Oral Vinorelbine Injection 10mg should be taken at a dose of 60 mg/m(2) weekly for the first three weeks (cycle 1) and then 80 mg/m(2) weekly after that. If severe neutropenia develops during the first cycle, therapy is continued with 60 mg/m weekly dosages (2).
What is the best way to administer vinorelbine?
- Vinorelbine will be given to you as a drip (infusion) over the course of 5 to 30 minutes by your nurse.
- If you have vinorelbine as a drip, you can administer it as follows:
- a fine tube that enters through the skin of your chest and into a vein close by (cannula) a short thin tube that the nurse inserts into a vein in your arm or hand (central line). For more details Click Here.
What are the risks of taking vinorelbine?

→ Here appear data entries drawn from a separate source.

//! Session-scoped progress ledger, badges and companion level

use std::collections::BTreeSet;
use chrono::{DateTime, Utc};
use serde::{Deserialize, Serialize};
use crate::{DEFAULT_STREAK, FEEDS_PER_LEVEL};

/// The fixed badge catalog
#[derive(Debug, Clone, Copy, PartialEq, Eq, Hash, Serialize, Deserialize)]
#[serde(rename_all = "kebab-case")]
pub enum BadgeId {
    /// Complete your first lesson
    FirstLesson,
    /// Complete 3 lessons
    Scholar,
    /// Finish an entire unit
    Master,
}

impl BadgeId {
    /// Catalog in evaluation priority order
    pub const ALL: [BadgeId; 3] = [BadgeId::FirstLesson, BadgeId::Scholar, BadgeId::Master];

    pub fn name(&self) -> &'static str {
        match self {
            BadgeId::FirstLesson => "Fast Starter",
            BadgeId::Scholar => "Scholar",
            BadgeId::Master => "Course Master",
        }
    }

    pub fn icon(&self) -> &'static str {
        match self {
            BadgeId::FirstLesson => "🚀",
            BadgeId::Scholar => "🎓",
            BadgeId::Master => "🏆",
        }
    }

    pub fn description(&self) -> &'static str {
        match self {
            BadgeId::FirstLesson => "Complete your first lesson",
            BadgeId::Scholar => "Complete 3 lessons",
            BadgeId::Master => "Finish an entire unit",
        }
    }

    /// Stamp an unlocked badge
    pub fn unlock(self, at: DateTime<Utc>) -> Badge {
        Badge {
            id: self,
            name: self.name().to_string(),
            icon: self.icon().to_string(),
            description: self.description().to_string(),
            unlocked_at: at,
        }
    }
}

/// A one-time achievement
#[derive(Debug, Clone, PartialEq, Serialize, Deserialize)]
#[serde(rename_all = "camelCase")]
pub struct Badge {
    pub id: BadgeId,
    pub name: String,
    pub icon: String,
    pub description: String,
    pub unlocked_at: DateTime<Utc>,
}

/// Companion growth stage
#[derive(Debug, Clone, Copy, PartialEq, Eq, PartialOrd, Ord, Default, Serialize, Deserialize)]
#[serde(rename_all = "lowercase")]
pub enum MascotLevel {
    #[default]
    Baby,
    Teen,
    Adult,
}

impl MascotLevel {
    /// Next stage, capped at Adult
    pub fn next(self) -> Self {
        match self {
            MascotLevel::Baby => MascotLevel::Teen,
            MascotLevel::Teen | MascotLevel::Adult => MascotLevel::Adult,
        }
    }

    pub fn number(&self) -> u8 {
        match self {
            MascotLevel::Baby => 1,
            MascotLevel::Teen => 2,
            MascotLevel::Adult => 3,
        }
    }

    pub fn stage_name(&self) -> &'static str {
        match self {
            MascotLevel::Baby => "Baby",
            MascotLevel::Teen => "Teen",
            MascotLevel::Adult => "Adult",
        }
    }
}

/// Goal-independent counters that survive course replacement
#[derive(Debug, Clone, PartialEq, Serialize, Deserialize)]
#[serde(rename_all = "camelCase")]
pub struct ProgressLedger {
    pub xp: u32,
    pub streak: u32,
    pub food: u32,
    /// Feeds towards the next level, always below `FEEDS_PER_LEVEL`
    pub food_eaten_progress: u8,
    pub mascot_level: MascotLevel,
    pub completed_lesson_ids: BTreeSet<String>,
    /// Insertion order is unlock order
    pub badges: Vec<Badge>,
}

impl Default for ProgressLedger {
    fn default() -> Self {
        Self {
            xp: 0,
            streak: DEFAULT_STREAK,
            food: 0,
            food_eaten_progress: 0,
            mascot_level: MascotLevel::Baby,
            completed_lesson_ids: BTreeSet::new(),
            badges: Vec::new(),
        }
    }
}

impl ProgressLedger {
    pub fn new() -> Self {
        Self::default()
    }

    pub fn completed_count(&self) -> usize {
        self.completed_lesson_ids.len()
    }

    pub fn has_completed(&self, lesson_id: &str) -> bool {
        self.completed_lesson_ids.contains(lesson_id)
    }

    pub fn owned_badges(&self) -> Vec<BadgeId> {
        self.badges.iter().map(|b| b.id).collect()
    }

    pub fn has_badge(&self, id: BadgeId) -> bool {
        self.badges.iter().any(|b| b.id == id)
    }

    /// Progress bar towards the next level, 0-100
    pub fn level_progress_percent(&self) -> u32 {
        self.food_eaten_progress as u32 * 100 / FEEDS_PER_LEVEL as u32
    }
}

Nausea, vomiting, tiredness, constipation, diarrhea, disorientation, muscular aches, joint pain, or discomfort at the injection site are all possible side effects. Any problems or adverse effects should be reported to your doctor or pharmacist as soon as possible. It’s possible that you’ll lose some hair temporarily. Normal hair growth should continue after the operation.

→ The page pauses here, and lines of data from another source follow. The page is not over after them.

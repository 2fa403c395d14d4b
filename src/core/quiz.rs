//! Quiz Engine: per-lesson state machine
//!
//! Phase transitions:
//! - THEORY → QUIZ(0): explicit start, irreversible
//! - QUIZ(i) → QUIZ(i+1): advance once question i is resolved
//! - QUIZ(N-1) → COMPLETED: advance on the last question
//! - QUIZ(*) → FAILED: hearts reach zero (supersedes everything)
//!
//! Per question: IDLE → CORRECT | INCORRECT → advance.
//! Matching questions have no submit; each pairing is checked as soon as
//! both sides are selected and the question turns CORRECT when every pair
//! is matched. Mismatches cost a heart but never make the question INCORRECT.

use std::collections::BTreeSet;
use std::sync::atomic::{AtomicU64, Ordering};
use chrono::Utc;
use tracing::debug;

use crate::core::answer::{check_choice, find_pair};
use crate::core::hearts::HeartTracker;
use crate::core::shuffle::Shuffler;
use crate::types::{
    AttemptStatus, ContentError, LessonContent, MatchPair, Mood, Phase, Question,
    QuizOutcome, QuizOutput, QuizReason, Timer, TimerKind,
};
use crate::{LESSON_XP_STIPEND, SHAKE_CLEAR_MS};

/// Shake tokens are unique across attempts so a timer can never clear
/// the shake of a newer attempt
static NEXT_SHAKE_TOKEN: AtomicU64 = AtomicU64::new(1);

/// Which column of a matching board
#[derive(Debug, Clone, Copy, PartialEq, Eq)]
pub enum Side {
    Left,
    Right,
}

/// Live state of the current matching question
#[derive(Debug, Clone)]
pub struct MatchBoard {
    pairs: Vec<MatchPair>,
    left_order: Vec<usize>,
    right_order: Vec<usize>,
    matched: BTreeSet<String>,
    selected_left: Option<String>,
    selected_right: Option<String>,
    shake: Option<String>,
    shake_token: u64,
}

impl MatchBoard {
    /// Lay out a question; each side gets its own independent permutation
    pub fn new(question: &Question, shuffler: &mut dyn Shuffler) -> Self {
        let pairs = question.pairs();
        let left_order = shuffler.permutation(pairs.len());
        let right_order = shuffler.permutation(pairs.len());
        Self {
            pairs,
            left_order,
            right_order,
            matched: BTreeSet::new(),
            selected_left: None,
            selected_right: None,
            shake: None,
            shake_token: 0,
        }
    }

    /// Left terms in presentation order
    pub fn left_terms(&self) -> Vec<&str> {
        self.left_order.iter().map(|&i| self.pairs[i].left.as_str()).collect()
    }

    /// Right terms in presentation order
    pub fn right_terms(&self) -> Vec<&str> {
        self.right_order.iter().map(|&i| self.pairs[i].right.as_str()).collect()
    }

    pub fn pairs(&self) -> &[MatchPair] {
        &self.pairs
    }

    pub fn matched(&self) -> &BTreeSet<String> {
        &self.matched
    }

    pub fn pair_count(&self) -> usize {
        self.pairs.len()
    }

    pub fn matched_count(&self) -> usize {
        self.matched.len()
    }

    pub fn is_complete(&self) -> bool {
        self.matched.len() == self.pairs.len()
    }

    pub fn selected_left(&self) -> Option<&str> {
        self.selected_left.as_deref()
    }

    pub fn selected_right(&self) -> Option<&str> {
        self.selected_right.as_deref()
    }

    /// `"<left>-<right>"` of the last mismatch until its timer clears it
    pub fn shake(&self) -> Option<&str> {
        self.shake.as_deref()
    }

    /// Is the term offered on that side at all?
    fn offers(&self, side: Side, term: &str) -> bool {
        self.pairs.iter().any(|p| side_of(p, side) == term)
    }

    /// Is there an unmatched pair carrying this term?
    pub fn is_open(&self, side: Side, term: &str) -> bool {
        self.pairs
            .iter()
            .any(|p| side_of(p, side) == term && !self.matched.contains(&p.id))
    }
}

fn side_of(pair: &MatchPair, side: Side) -> &str {
    match side {
        Side::Left => &pair.left,
        Side::Right => &pair.right,
    }
}

/// Lesson attempt state machine
#[derive(Debug, Clone)]
pub struct QuizEngine {
    content: LessonContent,
    phase: Phase,
    outcome: QuizOutcome,
    current_index: usize,
    hearts: HeartTracker,
    selected_option: Option<String>,
    status: AttemptStatus,
    board: Option<MatchBoard>,
    /// Progress bar, 0-100
    progress: f64,
    last_reason: QuizReason,
}

impl QuizEngine {
    /// Fresh attempt in the theory phase
    pub fn new(content: LessonContent) -> Result<Self, ContentError> {
        content.validate()?;
        Ok(Self {
            content,
            phase: Phase::Theory,
            outcome: QuizOutcome::InProgress,
            current_index: 0,
            hearts: HeartTracker::new(),
            selected_option: None,
            status: AttemptStatus::Idle,
            board: None,
            progress: 0.0,
            last_reason: QuizReason::Q202_NOT_IN_THEORY,
        })
    }

    // -------------------------------------------------------------------------
    // Actions
    // -------------------------------------------------------------------------

    /// THEORY → QUIZ(0)
    pub fn start_quiz(&mut self, shuffler: &mut dyn Shuffler) -> QuizOutput {
        if self.outcome.is_terminal() {
            return self.ignore(QuizReason::Q209_ATTEMPT_OVER);
        }
        if self.phase != Phase::Theory {
            return self.ignore(QuizReason::Q202_NOT_IN_THEORY);
        }
        self.phase = Phase::Quiz;
        self.current_index = 0;
        self.progress = 0.0;
        self.activate(shuffler);
        self.emit(QuizReason::Q101_QUIZ_STARTED)
    }

    /// Pick an option; can be changed until submit
    pub fn select_option(&mut self, option: &str) -> QuizOutput {
        if let Some(reason) = self.guard_choice() {
            return self.ignore(reason);
        }
        if !self.current().options.iter().any(|o| o == option) {
            return self.ignore(QuizReason::Q207_UNKNOWN_OPTION);
        }
        self.selected_option = Some(option.to_string());
        self.emit(QuizReason::Q102_OPTION_SELECTED)
    }

    /// Resolve a choice question against its selection
    pub fn submit(&mut self) -> QuizOutput {
        if let Some(reason) = self.guard_choice() {
            return self.ignore(reason);
        }
        let Some(selected) = self.selected_option.as_deref() else {
            return self.ignore(QuizReason::Q203_NO_SELECTION);
        };

        if check_choice(self.current(), selected).is_correct() {
            self.status = AttemptStatus::Correct;
            self.emit(QuizReason::Q103_ANSWER_CORRECT)
        } else {
            self.status = AttemptStatus::Incorrect;
            if self.lose_heart() {
                return self.emit(QuizReason::Q111_HEARTS_EXHAUSTED);
            }
            self.emit(QuizReason::Q104_ANSWER_INCORRECT)
        }
    }

    /// Select a term on one side of a matching question; evaluates once both sides are set
    pub fn select_term(&mut self, side: Side, term: &str) -> QuizOutput {
        if let Some(reason) = self.guard_quiz() {
            return self.ignore(reason);
        }
        if !self.current().kind.is_matching() {
            return self.ignore(QuizReason::Q206_WRONG_QUESTION_TYPE);
        }
        if self.status.is_resolved() {
            return self.ignore(QuizReason::Q204_ALREADY_RESOLVED);
        }
        let Some(board) = self.board.as_mut() else {
            return self.ignore(QuizReason::Q206_WRONG_QUESTION_TYPE);
        };
        if !board.offers(side, term) {
            return self.ignore(QuizReason::Q207_UNKNOWN_OPTION);
        }
        if !board.is_open(side, term) {
            return self.ignore(QuizReason::Q208_ALREADY_MATCHED);
        }

        match side {
            Side::Left => board.selected_left = Some(term.to_string()),
            Side::Right => board.selected_right = Some(term.to_string()),
        }
        match (board.selected_left.clone(), board.selected_right.clone()) {
            (Some(left), Some(right)) => self.check_pairing(&left, &right),
            _ => self.emit(QuizReason::Q105_SIDE_SELECTED),
        }
    }

    pub fn select_left(&mut self, term: &str) -> QuizOutput {
        self.select_term(Side::Left, term)
    }

    pub fn select_right(&mut self, term: &str) -> QuizOutput {
        self.select_term(Side::Right, term)
    }

    /// Next question, or COMPLETED after the last one
    pub fn advance(&mut self, shuffler: &mut dyn Shuffler) -> QuizOutput {
        if let Some(reason) = self.guard_quiz() {
            return self.ignore(reason);
        }
        if !self.status.is_resolved() {
            return self.ignore(QuizReason::Q205_NOT_RESOLVED);
        }

        let last = self.content.questions.len() - 1;
        if self.current_index < last {
            self.current_index += 1;
            self.activate(shuffler);
            self.progress = self.current_index as f64 / self.content.questions.len() as f64 * 100.0;
            self.emit(QuizReason::Q109_ADVANCED)
        } else {
            self.outcome = QuizOutcome::Completed;
            self.progress = 100.0;
            let mut output = self.emit(QuizReason::Q110_LESSON_COMPLETED);
            output.reward_xp = Some(LESSON_XP_STIPEND);
            output
        }
    }

    /// Timer callback for the mismatch shake marker
    pub fn clear_shake(&mut self, token: u64) -> QuizOutput {
        match self.board.as_mut() {
            Some(board) if board.shake.is_some() && board.shake_token == token => {
                board.shake = None;
                self.emit(QuizReason::Q112_SHAKE_CLEARED)
            }
            _ => self.ignore(QuizReason::Q210_STALE_TIMER),
        }
    }

    // -------------------------------------------------------------------------
    // Internals
    // -------------------------------------------------------------------------

    fn current(&self) -> &Question {
        &self.content.questions[self.current_index]
    }

    fn guard_quiz(&self) -> Option<QuizReason> {
        if self.outcome.is_terminal() {
            Some(QuizReason::Q209_ATTEMPT_OVER)
        } else if self.phase != Phase::Quiz {
            Some(QuizReason::Q201_NOT_IN_QUIZ)
        } else {
            None
        }
    }

    fn guard_choice(&self) -> Option<QuizReason> {
        self.guard_quiz().or_else(|| {
            if self.current().kind.is_matching() {
                Some(QuizReason::Q206_WRONG_QUESTION_TYPE)
            } else if self.status.is_resolved() {
                Some(QuizReason::Q204_ALREADY_RESOLVED)
            } else {
                None
            }
        })
    }

    /// Reset per-question fields and lay out a matching board if needed
    fn activate(&mut self, shuffler: &mut dyn Shuffler) {
        self.selected_option = None;
        self.status = AttemptStatus::Idle;
        let question = &self.content.questions[self.current_index];
        self.board = question
            .kind
            .is_matching()
            .then(|| MatchBoard::new(question, shuffler));
    }

    fn check_pairing(&mut self, left: &str, right: &str) -> QuizOutput {
        let Some(board) = self.board.as_mut() else {
            return self.ignore(QuizReason::Q206_WRONG_QUESTION_TYPE);
        };
        board.selected_left = None;
        board.selected_right = None;

        let hit = find_pair(&board.pairs, left, right)
            .filter(|p| !board.matched.contains(&p.id))
            .map(|p| p.id.clone());

        if let Some(pair_id) = hit {
            board.matched.insert(pair_id);
            if board.is_complete() {
                self.status = AttemptStatus::Correct;
                return self.emit(QuizReason::Q108_MATCHING_COMPLETE);
            }
            return self.emit(QuizReason::Q106_PAIR_MATCHED);
        }

        let token = NEXT_SHAKE_TOKEN.fetch_add(1, Ordering::Relaxed);
        board.shake = Some(format!("{}-{}", left, right));
        board.shake_token = token;

        if self.lose_heart() {
            return self.emit(QuizReason::Q111_HEARTS_EXHAUSTED);
        }
        let mut output = self.emit(QuizReason::Q107_PAIR_MISMATCHED);
        output.timer = Some(Timer::new(TimerKind::ClearShake, token, SHAKE_CLEAR_MS));
        output
    }

    /// Returns true when this loss ended the attempt
    fn lose_heart(&mut self) -> bool {
        let left = self.hearts.lose();
        debug!(hearts = left, index = self.current_index, "heart lost");
        if left == 0 {
            self.outcome = QuizOutcome::Failed;
            true
        } else {
            false
        }
    }

    fn emit(&mut self, reason: QuizReason) -> QuizOutput {
        self.last_reason = reason;
        self.output(reason)
    }

    fn ignore(&self, reason: QuizReason) -> QuizOutput {
        self.output(reason)
    }

    fn output(&self, reason: QuizReason) -> QuizOutput {
        QuizOutput {
            timestamp: Utc::now(),
            phase: self.phase,
            outcome: self.outcome,
            current_index: self.current_index,
            question_count: self.content.questions.len(),
            hearts: self.hearts.remaining(),
            status: self.status,
            progress: self.progress,
            mood: self.mood(),
            reason,
            reward_xp: None,
            timer: None,
        }
    }

    // -------------------------------------------------------------------------
    // Queries
    // -------------------------------------------------------------------------

    pub fn phase(&self) -> Phase {
        self.phase
    }

    pub fn outcome(&self) -> QuizOutcome {
        self.outcome
    }

    pub fn current_index(&self) -> usize {
        self.current_index
    }

    pub fn question_count(&self) -> usize {
        self.content.questions.len()
    }

    pub fn hearts(&self) -> u8 {
        self.hearts.remaining()
    }

    pub fn status(&self) -> AttemptStatus {
        self.status
    }

    pub fn progress(&self) -> f64 {
        self.progress
    }

    pub fn theory(&self) -> &str {
        &self.content.theory
    }

    pub fn selected_option(&self) -> Option<&str> {
        self.selected_option.as_deref()
    }

    /// The question on screen (none before the quiz starts)
    pub fn current_question(&self) -> Option<&Question> {
        (self.phase == Phase::Quiz).then(|| self.current())
    }

    pub fn board(&self) -> Option<&MatchBoard> {
        self.board.as_ref()
    }

    /// Correct answer, shown once a choice question is resolved
    pub fn revealed_answer(&self) -> Option<&str> {
        let question = self.current_question()?;
        (self.status.is_resolved() && !question.kind.is_matching())
            .then_some(question.correct_answer.as_str())
    }

    /// Mood shown next to the quiz
    pub fn mood(&self) -> Mood {
        if self.outcome == QuizOutcome::Failed {
            return Mood::Sad;
        }
        if self.phase == Phase::Theory {
            return Mood::Happy;
        }
        match self.status {
            AttemptStatus::Correct => Mood::Excited,
            AttemptStatus::Incorrect if self.hearts.remaining() <= 1 => Mood::Sad,
            AttemptStatus::Incorrect => Mood::Worried,
            AttemptStatus::Idle if self.hearts.is_full() => Mood::Happy,
            AttemptStatus::Idle => Mood::Worried,
        }
    }

    /// Get current output without acting
    pub fn current_output(&self) -> QuizOutput {
        self.output(self.last_reason)
    }
}

// =============================================================================
// TESTS
// =============================================================================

Is there a link between vinorelbine and peripheral neuropathy?
Mild to moderate peripheral neuropathy affects 7% to 31% of patients treated with Vinorelbine Injection 10mg, although severe toxicity has been recorded in a few cases and is notably linked to simultaneous or prior paclitaxel treatment.
Is vinorelbine linked to neuropathy?
The neurotoxicity of cumulative vinorelbine doses increased, and most patients experienced mild to moderate peripheral neuropathy. Neuropathic signs and symptoms were somewhat reversible after stopping vinorelbine medication.
What is the vinorelbine antidote?
There is no specific antidote that has been discovered. – In the event of infection-related problems, broad-spectrum antibiotic therapy may be required. There is no recognized antidote for vinorelbine overuse. Vinorelbine Injection 10mg belongs to the Vinca alkaloid family of cytostatic drugs.
When did vinorelbine become available?
Vinorelbine was developed in the 1980s by pharmacist Pierre Potier and his colleagues at the CNRS in France and was licensed to the Pierre Fabre Group’s oncology section. In 1989, the medicine was licensed in France for the treatment of non-small cell lung cancer under the trade name Navelbine.